Every line in the following data that has "RoutingDecision" counts toward the total; state that total alone.

[Stored data entries]
------------------------
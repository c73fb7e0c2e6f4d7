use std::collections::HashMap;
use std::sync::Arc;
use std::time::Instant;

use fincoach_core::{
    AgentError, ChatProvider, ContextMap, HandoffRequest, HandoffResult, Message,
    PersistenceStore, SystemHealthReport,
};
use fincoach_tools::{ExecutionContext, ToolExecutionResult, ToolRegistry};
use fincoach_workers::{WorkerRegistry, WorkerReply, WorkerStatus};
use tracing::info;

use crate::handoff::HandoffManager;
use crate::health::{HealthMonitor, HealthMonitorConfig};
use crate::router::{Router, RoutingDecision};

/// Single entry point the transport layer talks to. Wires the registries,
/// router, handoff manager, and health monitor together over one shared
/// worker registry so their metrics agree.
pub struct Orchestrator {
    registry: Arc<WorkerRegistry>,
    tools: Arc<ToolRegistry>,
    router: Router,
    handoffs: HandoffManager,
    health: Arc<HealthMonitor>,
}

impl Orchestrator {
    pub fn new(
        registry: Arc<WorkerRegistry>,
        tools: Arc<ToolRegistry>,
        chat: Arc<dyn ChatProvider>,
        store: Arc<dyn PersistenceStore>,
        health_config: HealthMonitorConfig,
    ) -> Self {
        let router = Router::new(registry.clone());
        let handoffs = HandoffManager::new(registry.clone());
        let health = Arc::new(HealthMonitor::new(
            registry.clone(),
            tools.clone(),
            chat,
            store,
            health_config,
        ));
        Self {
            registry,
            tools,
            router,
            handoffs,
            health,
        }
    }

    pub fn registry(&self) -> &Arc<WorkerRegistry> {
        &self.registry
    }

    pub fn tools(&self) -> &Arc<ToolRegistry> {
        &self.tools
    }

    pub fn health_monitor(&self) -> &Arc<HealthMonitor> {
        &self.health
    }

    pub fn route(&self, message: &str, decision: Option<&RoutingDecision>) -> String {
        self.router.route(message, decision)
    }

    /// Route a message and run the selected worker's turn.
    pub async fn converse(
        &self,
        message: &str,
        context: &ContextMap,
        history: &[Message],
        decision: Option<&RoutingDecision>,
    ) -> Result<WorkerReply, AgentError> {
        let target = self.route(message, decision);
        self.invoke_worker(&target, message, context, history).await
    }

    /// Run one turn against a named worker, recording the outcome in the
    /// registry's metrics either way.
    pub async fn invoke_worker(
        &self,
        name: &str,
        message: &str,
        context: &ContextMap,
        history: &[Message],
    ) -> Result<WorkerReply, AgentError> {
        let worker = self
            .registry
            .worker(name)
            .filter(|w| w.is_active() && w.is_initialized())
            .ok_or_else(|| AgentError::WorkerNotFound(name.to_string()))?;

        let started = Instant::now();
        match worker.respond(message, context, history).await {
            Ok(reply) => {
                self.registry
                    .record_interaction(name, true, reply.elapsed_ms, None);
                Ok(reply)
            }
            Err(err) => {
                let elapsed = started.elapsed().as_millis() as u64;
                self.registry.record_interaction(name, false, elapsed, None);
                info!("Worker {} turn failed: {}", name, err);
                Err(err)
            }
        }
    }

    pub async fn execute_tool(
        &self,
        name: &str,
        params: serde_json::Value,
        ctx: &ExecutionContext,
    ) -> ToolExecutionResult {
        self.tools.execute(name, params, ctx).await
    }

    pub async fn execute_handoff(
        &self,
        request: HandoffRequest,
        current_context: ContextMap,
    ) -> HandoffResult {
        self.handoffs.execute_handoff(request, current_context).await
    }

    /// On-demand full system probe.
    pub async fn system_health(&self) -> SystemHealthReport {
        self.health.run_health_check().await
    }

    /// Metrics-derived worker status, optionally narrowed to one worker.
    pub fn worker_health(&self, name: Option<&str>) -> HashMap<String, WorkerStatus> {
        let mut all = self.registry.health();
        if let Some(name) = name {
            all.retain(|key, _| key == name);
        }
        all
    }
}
------------------------
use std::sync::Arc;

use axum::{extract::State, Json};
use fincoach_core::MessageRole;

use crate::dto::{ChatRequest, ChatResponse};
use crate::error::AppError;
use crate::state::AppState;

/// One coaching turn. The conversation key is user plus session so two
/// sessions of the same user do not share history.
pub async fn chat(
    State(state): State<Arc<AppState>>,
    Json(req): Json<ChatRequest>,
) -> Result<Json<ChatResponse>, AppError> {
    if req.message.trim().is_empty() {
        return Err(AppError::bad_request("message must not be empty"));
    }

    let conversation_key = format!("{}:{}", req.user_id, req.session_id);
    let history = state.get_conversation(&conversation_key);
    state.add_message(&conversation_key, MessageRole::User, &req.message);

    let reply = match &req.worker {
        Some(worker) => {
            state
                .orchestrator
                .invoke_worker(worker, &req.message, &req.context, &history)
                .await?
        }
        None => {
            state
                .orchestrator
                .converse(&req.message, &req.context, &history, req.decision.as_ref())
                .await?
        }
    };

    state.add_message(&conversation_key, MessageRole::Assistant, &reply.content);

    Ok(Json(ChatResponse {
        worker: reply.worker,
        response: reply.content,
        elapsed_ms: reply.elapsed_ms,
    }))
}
------------------------
- _RESULT BELOW_
3